Productivity has often been cited as a key factor in a flexible manufacturing system (FMS) performance, and actions to increase it are said to improve profitability and the wage earning capacity of employees. Improving productivity is seen as a key issue for survival and success in the long term of a manufacturing system. The purpose of this paper is to make a model and analysis of the productivity variables of FMS. This study was performed by different approaches viz. interpretive structural modelling (ISM), structural equation modelling (SEM), graph theory and matrix approach (GTMA) and a cross-sectional survey within manufacturing firms in India.
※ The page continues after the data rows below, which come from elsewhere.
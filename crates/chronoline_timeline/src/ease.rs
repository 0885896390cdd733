// SPDX-License-Identifier: MIT OR Apache-2.0
//! Easing curves.
//!
//! `ease(kind, direction, t)` maps progress `t` in `[0, 1]` onto a shaped
//! progress value. Every kind except `None` maps 0 to 0 and 1 to 1; `Back`
//! and `Elastic` overshoot in between.

use serde::{Deserialize, Serialize};
use std::f64::consts::PI;

const BACK_C1: f64 = 1.70158;
const BACK_C2: f64 = BACK_C1 * 1.525;
const BACK_C3: f64 = BACK_C1 + 1.0;
const ELASTIC_C4: f64 = 2.0 * PI / 3.0;
const ELASTIC_C5: f64 = 2.0 * PI / 4.5;
const BOUNCE_N1: f64 = 7.5625;
const BOUNCE_D1: f64 = 2.75;

/// Shape of an easing curve
#[derive(Debug, Clone, Copy, Default, PartialEq, Eq, Hash, Serialize, Deserialize)]
pub enum EaseKind {
    /// Holds the start value (always 0)
    None,
    /// Straight line
    #[default]
    Linear,
    /// Quarter sine wave
    Sine,
    /// Power of two
    Quad,
    /// Power of three
    Cubic,
    /// Power of four
    Quart,
    /// Power of five
    Quint,
    /// Exponential
    Expo,
    /// Circular arc
    Circ,
    /// Overshoots, then settles
    Back,
    /// Damped spring
    Elastic,
    /// Bouncing ball
    Bounce,
}

impl EaseKind {
    /// All easing kinds, in declaration order
    pub fn all() -> &'static [EaseKind] {
        &[
            EaseKind::None,
            EaseKind::Linear,
            EaseKind::Sine,
            EaseKind::Quad,
            EaseKind::Cubic,
            EaseKind::Quart,
            EaseKind::Quint,
            EaseKind::Expo,
            EaseKind::Circ,
            EaseKind::Back,
            EaseKind::Elastic,
            EaseKind::Bounce,
        ]
    }
}

/// Which end of the curve the shaping applies to
#[derive(Debug, Clone, Copy, Default, PartialEq, Eq, Hash, Serialize, Deserialize)]
pub enum EaseDirection {
    /// Slow start
    #[default]
    In,
    /// Slow finish
    Out,
    /// Slow start and finish
    InOut,
}

/// Evaluate an easing curve at progress `t`
pub fn ease(kind: EaseKind, direction: EaseDirection, t: f64) -> f64 {
    use EaseDirection::{In, InOut, Out};

    match (kind, direction) {
        (EaseKind::None, _) => 0.0,
        (EaseKind::Linear, _) => t,

        (EaseKind::Sine, In) => 1.0 - (t * PI / 2.0).cos(),
        (EaseKind::Sine, Out) => (t * PI / 2.0).sin(),
        (EaseKind::Sine, InOut) => -((PI * t).cos() - 1.0) / 2.0,

        (EaseKind::Quad, _) => power(direction, t, 2),
        (EaseKind::Cubic, _) => power(direction, t, 3),
        (EaseKind::Quart, _) => power(direction, t, 4),
        (EaseKind::Quint, _) => power(direction, t, 5),

        (EaseKind::Expo, In) => {
            if t == 0.0 {
                0.0
            } else {
                2f64.powf(10.0 * t - 10.0)
            }
        }
        (EaseKind::Expo, Out) => {
            if t == 1.0 {
                1.0
            } else {
                1.0 - 2f64.powf(-10.0 * t)
            }
        }
        (EaseKind::Expo, InOut) => {
            if t == 0.0 || t == 1.0 {
                t
            } else if t < 0.5 {
                2f64.powf(20.0 * t - 10.0) / 2.0
            } else {
                (2.0 - 2f64.powf(-20.0 * t + 10.0)) / 2.0
            }
        }

        (EaseKind::Circ, In) => 1.0 - (1.0 - t * t).sqrt(),
        (EaseKind::Circ, Out) => (1.0 - (t - 1.0).powi(2)).sqrt(),
        (EaseKind::Circ, InOut) => {
            if t < 0.5 {
                (1.0 - (1.0 - (2.0 * t).powi(2)).sqrt()) / 2.0
            } else {
                ((1.0 - (-2.0 * t + 2.0).powi(2)).sqrt() + 1.0) / 2.0
            }
        }

        (EaseKind::Back, In) => BACK_C3 * t * t * t - BACK_C1 * t * t,
        (EaseKind::Back, Out) => {
            1.0 + BACK_C3 * (t - 1.0).powi(3) + BACK_C1 * (t - 1.0).powi(2)
        }
        (EaseKind::Back, InOut) => {
            if t < 0.5 {
                ((2.0 * t).powi(2) * ((BACK_C2 + 1.0) * 2.0 * t - BACK_C2)) / 2.0
            } else {
                ((2.0 * t - 2.0).powi(2) * ((BACK_C2 + 1.0) * (t * 2.0 - 2.0) + BACK_C2) + 2.0)
                    / 2.0
            }
        }

        (EaseKind::Elastic, _) if t == 0.0 || t == 1.0 => t,
        (EaseKind::Elastic, In) => {
            -2f64.powf(10.0 * t - 10.0) * ((t * 10.0 - 10.75) * ELASTIC_C4).sin()
        }
        (EaseKind::Elastic, Out) => {
            2f64.powf(-10.0 * t) * ((t * 10.0 - 0.75) * ELASTIC_C4).sin() + 1.0
        }
        (EaseKind::Elastic, InOut) => {
            if t < 0.5 {
                -(2f64.powf(20.0 * t - 10.0) * ((20.0 * t - 11.125) * ELASTIC_C5).sin()) / 2.0
            } else {
                2f64.powf(-20.0 * t + 10.0) * ((20.0 * t - 11.125) * ELASTIC_C5).sin() / 2.0 + 1.0
            }
        }

        (EaseKind::Bounce, In) => 1.0 - bounce_out(1.0 - t),
        (EaseKind::Bounce, Out) => bounce_out(t),
        (EaseKind::Bounce, InOut) => {
            if t < 0.5 {
                (1.0 - bounce_out(1.0 - 2.0 * t)) / 2.0
            } else {
                (1.0 + bounce_out(2.0 * t - 1.0)) / 2.0
            }
        }
    }
}

/// Polynomial ease of the given degree
fn power(direction: EaseDirection, t: f64, degree: i32) -> f64 {
    match direction {
        EaseDirection::In => t.powi(degree),
        EaseDirection::Out => 1.0 - (1.0 - t).powi(degree),
        EaseDirection::InOut => {
            if t < 0.5 {
                2f64.powi(degree - 1) * t.powi(degree)
            } else {
                1.0 - (-2.0 * t + 2.0).powi(degree) / 2.0
            }
        }
    }
}

fn bounce_out(t: f64) -> f64 {
    if t < 1.0 / BOUNCE_D1 {
        BOUNCE_N1 * t * t
    } else if t < 2.0 / BOUNCE_D1 {
        let t = t - 1.5 / BOUNCE_D1;
        BOUNCE_N1 * t * t + 0.75
    } else if t < 2.5 / BOUNCE_D1 {
        let t = t - 2.25 / BOUNCE_D1;
        BOUNCE_N1 * t * t + 0.9375
    } else {
        let t = t - 2.625 / BOUNCE_D1;
        BOUNCE_N1 * t * t + 0.984375
    }
}

#[cfg(test)]
mod tests {
    use super::*;

    const DIRECTIONS: [EaseDirection; 3] =
        [EaseDirection::In, EaseDirection::Out, EaseDirection::InOut];

    #[test]
    fn test_endpoints_are_fixed() {
        for &kind in EaseKind::all().iter().filter(|k| **k != EaseKind::None) {
            for direction in DIRECTIONS {
                assert!(
                    ease(kind, direction, 0.0).abs() < 1e-9,
                    "{kind:?} {direction:?} at 0"
                );
                assert!(
                    (ease(kind, direction, 1.0) - 1.0).abs() < 1e-9,
                    "{kind:?} {direction:?} at 1"
                );
            }
        }
    }

    #[test]
    fn test_none_and_linear() {
        for direction in DIRECTIONS {
            assert_eq!(ease(EaseKind::None, direction, 0.7), 0.0);
            assert_eq!(ease(EaseKind::Linear, direction, 0.7), 0.7);
        }
    }

    #[test]
    fn test_known_midpoints() {
        assert!((ease(EaseKind::Quad, EaseDirection::In, 0.5) - 0.25).abs() < 1e-12);
        assert!((ease(EaseKind::Quad, EaseDirection::Out, 0.5) - 0.75).abs() < 1e-12);
        assert!((ease(EaseKind::Cubic, EaseDirection::InOut, 0.5) - 0.5).abs() < 1e-12);
        assert!((ease(EaseKind::Sine, EaseDirection::InOut, 0.5) - 0.5).abs() < 1e-12);
        let quint = ease(EaseKind::Quint, EaseDirection::InOut, 0.25);
        assert!((quint - 16.0 * 0.25f64.powi(5)).abs() < 1e-12);
        // Back dips below zero before heading to 1
        assert!(ease(EaseKind::Back, EaseDirection::In, 0.2) < 0.0);
    }

    #[test]
    fn test_in_out_symmetry() {
        for &kind in EaseKind::all().iter().filter(|k| **k != EaseKind::None) {
            for t in [0.1, 0.3, 0.45] {
                let low = ease(kind, EaseDirection::InOut, t);
                let high = ease(kind, EaseDirection::InOut, 1.0 - t);
                assert!((low + high - 1.0).abs() < 1e-9, "{kind:?} at {t}");
            }
        }
    }
}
ISM has been used to develop a model of productivity variables, and then it has been analyzed. Exploratory factor analysis (EFA) and confirmatory factor analysis (CFA) are powerful statistical techniques. CFA is carried by SEM. EFA is applied to extract the factors in FMS by the statistical package for social sciences (SPSS 20) software and confirming these factors by CFA through analysis of moment structures (AMOS 20) software. The twenty productivity variables are identified through literature and four factors extracted, which involves the productivity of FMS. The four factors are people, quality, machine and flexibility. SEM using AMOS 20 was used to perform the first order four-factor structures. GTMA is a multiple attribute decision making (MADM) methodology used to find intensity/quantification of productivity variables in an organization. The FMS productivity index has purposed to intensify the factors which affect FMS.

Key words： FMS ISM EFA SEM GTMA

收稿日期: 2014-05-31 出版日期: 2014-10-10

Corresponding Author(s): Vineet JAIN

引用本文:

. [J]. Frontiers of Mechanical Engineering, 2014, 9(3): 218-232.
Vineet JAIN,Tilak RAJ. Modelling and analysis of FMS productivity variables by ISM, SEM and GTMA approach. Front. Mech. Eng., 2014, 9(3): 218-232.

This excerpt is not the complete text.